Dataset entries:
================================
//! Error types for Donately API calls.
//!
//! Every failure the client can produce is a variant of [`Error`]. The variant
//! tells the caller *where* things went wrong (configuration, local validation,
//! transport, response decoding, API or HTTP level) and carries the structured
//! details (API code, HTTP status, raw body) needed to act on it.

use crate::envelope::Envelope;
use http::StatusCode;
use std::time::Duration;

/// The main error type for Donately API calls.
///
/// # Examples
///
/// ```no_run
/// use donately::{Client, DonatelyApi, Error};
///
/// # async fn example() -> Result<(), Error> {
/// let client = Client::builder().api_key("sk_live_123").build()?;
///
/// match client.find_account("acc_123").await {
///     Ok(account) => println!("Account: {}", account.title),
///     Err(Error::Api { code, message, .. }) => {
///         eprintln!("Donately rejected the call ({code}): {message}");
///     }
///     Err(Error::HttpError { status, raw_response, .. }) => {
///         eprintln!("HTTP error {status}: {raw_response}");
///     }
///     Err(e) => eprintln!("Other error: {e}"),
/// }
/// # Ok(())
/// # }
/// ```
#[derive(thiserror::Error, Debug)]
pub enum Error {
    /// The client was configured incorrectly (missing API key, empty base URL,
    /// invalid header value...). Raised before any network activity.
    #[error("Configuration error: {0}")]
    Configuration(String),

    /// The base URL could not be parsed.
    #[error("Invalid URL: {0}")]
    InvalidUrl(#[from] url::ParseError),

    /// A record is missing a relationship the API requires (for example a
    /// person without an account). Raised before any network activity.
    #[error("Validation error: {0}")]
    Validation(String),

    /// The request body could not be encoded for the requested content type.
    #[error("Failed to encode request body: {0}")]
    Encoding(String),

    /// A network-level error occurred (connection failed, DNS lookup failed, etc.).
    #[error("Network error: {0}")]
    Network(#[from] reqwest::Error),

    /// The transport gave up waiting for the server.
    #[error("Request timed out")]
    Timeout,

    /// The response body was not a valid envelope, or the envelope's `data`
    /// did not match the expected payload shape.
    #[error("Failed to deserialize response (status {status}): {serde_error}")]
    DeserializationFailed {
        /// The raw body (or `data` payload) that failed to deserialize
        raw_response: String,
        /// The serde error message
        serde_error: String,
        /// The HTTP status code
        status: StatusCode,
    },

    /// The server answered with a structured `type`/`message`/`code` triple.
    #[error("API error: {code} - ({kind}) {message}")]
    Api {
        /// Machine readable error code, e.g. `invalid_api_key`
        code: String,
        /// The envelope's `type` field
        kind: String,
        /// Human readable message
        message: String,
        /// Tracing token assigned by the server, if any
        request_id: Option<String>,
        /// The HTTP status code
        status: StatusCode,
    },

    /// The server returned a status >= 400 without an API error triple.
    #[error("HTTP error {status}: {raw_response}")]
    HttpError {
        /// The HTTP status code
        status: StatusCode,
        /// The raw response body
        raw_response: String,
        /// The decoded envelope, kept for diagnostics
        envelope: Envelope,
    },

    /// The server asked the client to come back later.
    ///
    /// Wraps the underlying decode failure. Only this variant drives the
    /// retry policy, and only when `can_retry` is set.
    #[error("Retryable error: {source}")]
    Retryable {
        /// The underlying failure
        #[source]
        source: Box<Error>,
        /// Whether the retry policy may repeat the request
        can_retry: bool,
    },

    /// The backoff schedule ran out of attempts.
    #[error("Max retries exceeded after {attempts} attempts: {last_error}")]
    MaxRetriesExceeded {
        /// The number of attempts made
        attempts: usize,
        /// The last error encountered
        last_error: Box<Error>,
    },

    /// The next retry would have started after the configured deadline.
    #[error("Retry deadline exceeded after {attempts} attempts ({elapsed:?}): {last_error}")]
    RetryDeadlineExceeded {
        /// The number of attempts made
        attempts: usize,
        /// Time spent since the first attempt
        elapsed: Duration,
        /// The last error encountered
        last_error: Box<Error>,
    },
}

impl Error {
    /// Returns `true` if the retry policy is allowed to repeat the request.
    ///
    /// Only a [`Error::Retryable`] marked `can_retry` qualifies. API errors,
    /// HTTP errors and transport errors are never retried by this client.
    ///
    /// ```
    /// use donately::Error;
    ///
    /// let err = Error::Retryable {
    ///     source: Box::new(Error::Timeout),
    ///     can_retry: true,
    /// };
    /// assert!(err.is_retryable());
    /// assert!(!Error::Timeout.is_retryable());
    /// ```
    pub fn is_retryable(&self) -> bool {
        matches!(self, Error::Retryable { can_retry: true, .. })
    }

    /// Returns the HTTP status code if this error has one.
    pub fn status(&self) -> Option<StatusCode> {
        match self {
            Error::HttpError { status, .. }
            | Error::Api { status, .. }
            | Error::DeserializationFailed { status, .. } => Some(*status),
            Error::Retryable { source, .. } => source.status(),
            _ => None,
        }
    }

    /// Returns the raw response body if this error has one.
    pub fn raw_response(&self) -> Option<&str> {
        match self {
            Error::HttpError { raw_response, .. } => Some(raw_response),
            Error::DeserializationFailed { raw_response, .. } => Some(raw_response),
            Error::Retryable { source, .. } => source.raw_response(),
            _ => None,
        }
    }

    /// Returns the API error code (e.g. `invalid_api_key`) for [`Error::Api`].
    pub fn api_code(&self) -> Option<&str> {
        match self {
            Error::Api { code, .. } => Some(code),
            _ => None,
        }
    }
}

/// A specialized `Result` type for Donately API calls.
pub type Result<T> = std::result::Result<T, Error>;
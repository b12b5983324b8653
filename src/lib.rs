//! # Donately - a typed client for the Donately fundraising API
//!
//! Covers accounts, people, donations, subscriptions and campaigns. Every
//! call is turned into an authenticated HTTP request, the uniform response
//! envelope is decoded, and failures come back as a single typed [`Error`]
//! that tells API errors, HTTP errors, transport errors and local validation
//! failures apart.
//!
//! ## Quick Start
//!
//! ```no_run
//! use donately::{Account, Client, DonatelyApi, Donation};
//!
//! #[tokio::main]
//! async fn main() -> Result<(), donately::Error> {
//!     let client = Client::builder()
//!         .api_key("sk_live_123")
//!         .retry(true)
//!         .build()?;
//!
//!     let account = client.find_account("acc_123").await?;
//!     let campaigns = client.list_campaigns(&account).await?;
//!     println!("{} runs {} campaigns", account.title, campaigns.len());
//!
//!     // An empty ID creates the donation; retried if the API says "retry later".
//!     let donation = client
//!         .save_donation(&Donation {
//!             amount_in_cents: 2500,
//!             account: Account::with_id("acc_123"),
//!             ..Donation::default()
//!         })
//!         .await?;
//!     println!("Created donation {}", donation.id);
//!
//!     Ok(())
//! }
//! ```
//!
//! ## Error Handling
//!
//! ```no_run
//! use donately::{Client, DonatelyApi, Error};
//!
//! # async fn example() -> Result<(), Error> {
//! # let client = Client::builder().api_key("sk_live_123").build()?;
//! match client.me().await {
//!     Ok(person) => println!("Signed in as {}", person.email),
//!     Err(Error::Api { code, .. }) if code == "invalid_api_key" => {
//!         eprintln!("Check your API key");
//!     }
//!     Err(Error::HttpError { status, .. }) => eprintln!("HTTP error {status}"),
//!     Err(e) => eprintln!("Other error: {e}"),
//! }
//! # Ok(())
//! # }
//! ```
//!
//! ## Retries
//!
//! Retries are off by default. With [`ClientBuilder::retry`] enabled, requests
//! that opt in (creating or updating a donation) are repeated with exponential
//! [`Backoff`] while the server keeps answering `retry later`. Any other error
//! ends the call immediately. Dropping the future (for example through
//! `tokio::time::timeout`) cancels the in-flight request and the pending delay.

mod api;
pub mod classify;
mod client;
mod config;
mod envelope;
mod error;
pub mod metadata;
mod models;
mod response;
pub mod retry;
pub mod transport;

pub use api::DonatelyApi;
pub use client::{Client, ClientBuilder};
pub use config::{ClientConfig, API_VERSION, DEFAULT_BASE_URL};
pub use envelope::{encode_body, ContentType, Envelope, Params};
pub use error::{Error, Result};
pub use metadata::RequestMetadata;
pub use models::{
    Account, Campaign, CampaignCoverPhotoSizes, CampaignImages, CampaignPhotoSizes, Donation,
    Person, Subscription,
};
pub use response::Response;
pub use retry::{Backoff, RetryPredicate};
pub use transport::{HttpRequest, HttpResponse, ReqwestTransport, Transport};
================================
▸ **Work to be completed**: Quote every line from the beginning of the entries up to and including the line that contains "use crate::envelope::Envelope;".

▸ **Result of this task**:
//! Error types for Donately API calls.
//!
//! Every failure the client can produce is a variant of [`Error`]. The variant
//! tells the caller *where* things went wrong (configuration, local validation,
//! transport, response decoding, API or HTTP level) and carries the structured
//! details (API code, HTTP status, raw body) needed to act on it.

use crate::envelope::Envelope;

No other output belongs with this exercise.